Search term "serde": copy each line of the records that contains it.

[Collected data]
*** Begin section ***

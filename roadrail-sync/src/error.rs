//! Error types for the sync layer.
//!
//! [`SyncError`] aborts a whole run. [`ConvertError`] is local to one entity:
//! it is logged and recorded in the run report, and siblings keep converting.

use crate::orchestrator::Phase;
use roadrail_model::{FingerprintError, GeometryError};
use roadrail_storage::StorageError;
use roadrail_types::{Kind, SourceId};
use serde::{Deserialize, Serialize};
use thiserror::Error;

/// Result type for run-level operations.
pub type SyncResult<T> = Result<T, SyncError>;

/// Result type for single-entity conversions.
pub type ConvertResult<T> = Result<T, ConvertError>;

/// Errors that abort a conversion run.
#[derive(Debug, Error)]
pub enum SyncError {
    /// The schema update could not be published.
    #[error("schema publish failed: {0}")]
    SchemaPublish(String),

    /// Target store or schema repository error outside an entity boundary.
    #[error("storage error: {0}")]
    Storage(String),

    /// SyncInfo store error outside an entity boundary.
    #[error("sync info store error: {0}")]
    SyncInfo(String),

    /// The discovery feed failed.
    #[error("discovery failed: {0}")]
    Discovery(String),

    /// Cancellation was requested; checked between phases only.
    #[error("conversion cancelled before {0} phase")]
    Cancelled(Phase),

    /// Invalid configuration.
    #[error("configuration error: {0}")]
    Config(String),
}

/// Errors local to one source entity.
#[derive(Debug, Error)]
pub enum ConvertError {
    /// Nothing to convert. A silent skip, not a failure.
    #[error("{kind} {source_id} has no convertible geometry")]
    EmptyGeometry { kind: Kind, source_id: SourceId },

    /// A dependency has no target identity (yet).
    #[error("{kind} {source_id} references unresolved {missing}")]
    UnresolvedReference {
        kind: Kind,
        source_id: SourceId,
        missing: String,
    },

    /// The target store rejected a create or update.
    #[error("persistence failure: {0}")]
    Persistence(#[from] StorageError),

    /// The SyncInfo record could not be written after a successful target write.
    #[error("sync info write failed: {0}")]
    SyncWrite(String),

    /// The prior SyncInfo record could not be read, so nothing was classified.
    #[error("sync info lookup failed: {0}")]
    SyncLookup(String),

    #[error("geometry marshaling failed: {0}")]
    Geometry(#[from] GeometryError),

    #[error("fingerprint failed: {0}")]
    Fingerprint(String),
}

impl From<FingerprintError> for ConvertError {
    fn from(e: FingerprintError) -> Self {
        match e {
            FingerprintError::EmptyGeometry { kind, source_id } => {
                ConvertError::EmptyGeometry { kind, source_id }
            }
            FingerprintError::Serialization(e) => ConvertError::Fingerprint(e.to_string()),
        }
    }
}

/// Taxonomy class of a per-entity failure, as recorded in the run report.
#[derive(Debug, Clone, Copy, PartialEq, Eq, Hash, Serialize, Deserialize)]
#[serde(rename_all = "snake_case")]
pub enum FailureClass {
    EmptyGeometry,
    UnresolvedReference,
    Persistence,
    SyncWrite,
    SyncLookup,
    Geometry,
    Fingerprint,
}

impl ConvertError {
    #[must_use]
    pub fn class(&self) -> FailureClass {
        match self {
            ConvertError::EmptyGeometry { .. } => FailureClass::EmptyGeometry,
            ConvertError::UnresolvedReference { .. } => FailureClass::UnresolvedReference,
            ConvertError::Persistence(_) => FailureClass::Persistence,
            ConvertError::SyncWrite(_) => FailureClass::SyncWrite,
            ConvertError::SyncLookup(_) => FailureClass::SyncLookup,
            ConvertError::Geometry(_) => FailureClass::Geometry,
            ConvertError::Fingerprint(_) => FailureClass::Fingerprint,
        }
    }
}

*** End section ***

**SOLUTION FOR THIS EXERCISE:**
use serde::{Deserialize, Serialize};
#[serde(rename_all = "snake_case")]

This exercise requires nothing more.